*** THE RECORDS Section Begins ***

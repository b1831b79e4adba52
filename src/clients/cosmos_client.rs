// Copyright (c) Microsoft Corporation. All rights reserved.
// Licensed under the MIT License.

use futures::Stream;
use reqwest::Method;
use tracing::debug;
use url::Url;

use crate::constants;
use crate::error::Result;
use crate::feed::FeedPage;
use crate::models::{CollectionProperties, DatabaseProperties, Offer, OfferFeed};
use crate::options::FeedOptions;
use crate::pipeline::{CosmosPipeline, ResourceType};
use crate::response::Response;

/// A client for the data plane of a single Cosmos DB account.
///
/// The client owns its HTTP connections and releases them when dropped, on
/// every exit path.
pub struct CosmosClient {
    endpoint: Url,
    pipeline: CosmosPipeline,
}

impl CosmosClient {
    /// Creates a client that authenticates with the account's base64-encoded
    /// master key.
    pub fn with_primary_key(endpoint: Url, key: &str) -> Result<Self> {
        Ok(Self {
            endpoint,
            pipeline: CosmosPipeline::new(key)?,
        })
    }

    /// Reads the properties of a database.
    ///
    /// Fails with a not-found error if the database does not exist.
    pub async fn read_database(&self, database_name: &str) -> Result<Response<DatabaseProperties>> {
        let link = format!("dbs/{database_name}");
        let url = self.endpoint.join(&link)?;
        self.pipeline
            .send(Method::GET, url, ResourceType::Databases, &link, &[])
            .await
    }

    /// Reads the properties of a collection.
    ///
    /// Fails with a not-found error if the collection does not exist.
    pub async fn read_collection(
        &self,
        database_name: &str,
        collection_name: &str,
    ) -> Result<Response<CollectionProperties>> {
        let link = format!("dbs/{database_name}/colls/{collection_name}");
        let url = self.endpoint.join(&link)?;
        self.pipeline
            .send(Method::GET, url, ResourceType::Collections, &link, &[])
            .await
    }

    /// Reads the account's offer feed as a stream of pages.
    ///
    /// Each page is fetched when polled. The stream ends after the page
    /// whose continuation token is absent or empty, so every page is
    /// visited at most once.
    pub fn offers(&self, options: FeedOptions) -> impl Stream<Item = Result<FeedPage<Offer>>> + '_ {
        enum State {
            Next(Option<String>),
            Done,
        }

        futures::stream::unfold(State::Next(None), move |state| {
            let options = options.clone();
            async move {
                match state {
                    State::Done => None,
                    State::Next(continuation) => {
                        match self.read_offers_page(&options, continuation.as_deref()).await {
                            Ok(page) => {
                                let next = match page.continuation() {
                                    Some(token) => State::Next(Some(token.to_string())),
                                    None => State::Done,
                                };
                                Some((Ok(page), next))
                            }
                            Err(error) => Some((Err(error), State::Done)),
                        }
                    }
                }
            }
        })
    }

    /// Re-reads one offer directly by its self-link. The minimum allowed
    /// throughput for the offer's resource is only exposed on the headers
    /// of this response.
    pub async fn read_offer(&self, self_link: &str) -> Result<Response<Offer>> {
        let url = self.endpoint.join(self_link)?;
        // Offer resource ids are signed lowercase, unlike every other
        // resource class.
        let link = self_link.trim_end_matches('/').to_lowercase();
        self.pipeline
            .send(Method::GET, url, ResourceType::Offers, &link, &[])
            .await
    }

    async fn read_offers_page(
        &self,
        options: &FeedOptions,
        continuation: Option<&str>,
    ) -> Result<FeedPage<Offer>> {
        let url = self.endpoint.join("offers")?;

        let mut headers = vec![(
            constants::MAX_ITEM_COUNT,
            options.max_item_count().to_string(),
        )];
        if let Some(token) = continuation {
            headers.push((constants::CONTINUATION, token.to_string()));
        }

        let response: Response<OfferFeed> = self
            .pipeline
            .send(Method::GET, url, ResourceType::Offers, "", &headers)
            .await?;

        // An absent or empty token means the feed is exhausted.
        let continuation = response
            .header_str(constants::CONTINUATION)
            .filter(|token| !token.is_empty())
            .map(ToOwned::to_owned);
        let feed = response.deserialize_body()?;

        debug!(
            count = feed.offers.len(),
            more_pages = continuation.is_some(),
            "read offers feed page"
        );

        Ok(FeedPage::new(feed.offers, continuation))
    }
}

*** THE RECORDS Section Ends ***

» **TRY IT**:
Filter the records down to the lines containing the word "FeedOptions", and copy those.

» **SOLUTION BELOW**:
use crate::options::FeedOptions;
    pub fn offers(&self, options: FeedOptions) -> impl Stream<Item = Result<FeedPage<Offer>>> + '_ {
        options: &FeedOptions,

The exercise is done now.